Question: the original question was: can you prove pattern A? It has been positively answered, see the answer below.
Update: pattern C and new question
I found a new pattern and I am wondering if I should create a separate question about it. I am very interested in the answer.
Pattern C is simply the fact that $a_p=\lfloor \frac{p}{6}+\frac{1}{2}\rfloor$ (assuming $p\geq 5$ is prime). At this point, this is just an empirical observation, verified up to $p=181$.
Motivation
Assuming patterns A and B are correct, we then get the following, unless I am wrong. Let $f(x)$ be the number of elements less than or equal to $x$ in the sequence in question. Then
$$f(x)\sim x\cdot \prod_{5\leq p \leq x}\frac{p-2}{p}\sim C\cdot\frac{x}{(\log x)^2} \mbox{ as } x\rightarrow\infty.$$
Note that we ignored the fact that some of the elements of the sequence are unaccounted for in the above formula: these are the elements for which $a_p$ is itself part of the sequence. Not a big deal, since the interest is to prove that the sequence has infinitely many elements (that is, there are infinitely many twin primes). Also, I am wondering if my asymptotic formula is compatible with the first Hardy-Littlewood conjecture. It is, except maybe for the constant $C$, unless I am mistaken.
Finally, could this lead to a non-probabilistic, non-heuristic argumentation to help prove the twin prime conjecture? Or is what I discovered already well-known, or wrong, or non amenable to anything useful?
This answer addresses only the question of the correctness of the congruential structure observed by OP. The pattern he reports is provably correct.
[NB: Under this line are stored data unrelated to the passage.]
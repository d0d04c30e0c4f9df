//! heapscope Snapshot Access
//!
//! Supplies the census with a [`HeapAccess`](heapscope_census::HeapAccess)
//! backed by a heap export that an agent inside the target wrote while the
//! target was suspended.
//!
//! # Export Format
//!
//! JSON Lines, optionally zstd-compressed:
//!
//! ```text
//! <snapshot_dir>/<pid>.heap.jsonl[.zst]
//!
//! {"format":1,"pid":4242,"runtime":"OpenJDK 1.8.0","used_bytes":1048576,
//!  "collector":{"kind":"parallel","eden":{...},"from":{...},"to":{...},"old":{...}}}
//! {"address":4096,"class":"java.lang.String","size":24}
//! {"address":4120,"class":"[B","size":40}
//! ...
//! ```
//!
//! The header is validated when the snapshot is opened ("attach"); object
//! lines are streamed during the walk, so a damaged line surfaces as a
//! mid-traversal read error.

mod config;
mod error;
mod format;
mod heap;
mod process;

pub use config::SnapshotConfig;
pub use error::SnapshotError;
pub use format::{CollectorDescriptor, FORMAT_VERSION, SnapshotHeader};
pub use heap::SnapshotHeap;
pub use process::is_running;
Consider composite numbers of the form $n=36m^2-1$. $n \text{ is a semiprime } \iff (6m-1,6m+1) \in \mathbb P \iff 6m-1,6m+1 \text { are twin primes} \\ n \text{ is not a semiprime } \Rightarrow n \text{ has at least one prime factor } p_i<6m-1 $
Theorem: If $p_i=6a \pm 1 \le 6m-1 \land p_i \mid 36m^2-1$, then $m \equiv \pm a \bmod p_i$.
Case 1: $$p_i=6a-1 \Rightarrow s_j=\frac{36m^2-1}{p_i}=6(a+k)+1 \\ 36m^2-1=36a^2+36ak+6a-6a-6k-1 \\ 36m^2=36a^2+36ak-6k$$ Since $36$ divides the LHS, $36$ must divide the RHS, so $k=6n,\ n \ge 0$. Substituting $$m^2=a^2+6an-n \\ m^2-a^2=(m-a)(m+a)=n(6a-1)=n\cdot p_i \\ m \equiv \pm a \bmod p_i$$
Case 2: $$p_i=6a+1 \Rightarrow s_j=\frac{36m^2-1}{s_i}=6(a+k)-1 \\ 36m^2-1=36a^2+36ak-6a+6a+6k-1 \\ 36m^2=36a^2+36ak+6k$$ Since $36$ divides the LHS, $36$ must divide the RHS, so $k=6n,\ n > 0$. Substituting $$m^2=a^2+6an+n \\ m^2-a^2=(m-a)(m+a)=n(6a+1)=n\cdot p_i \\ m \equiv \pm a \bmod p_i$$
Corollary: $6m-1,6m+1 \in \mathbb P \iff \forall a<m,\ m\not \equiv \pm a \bmod p_i$. Note that this corollary excludes the case $a=m$, for which $m\equiv a$ with respect to any modulus. If $m=a$ (whence $n=0$ and $b=a$) is the only instance where $m \equiv \pm a \bmod p_i$, then $6m-1,6m+1$ are twin primes.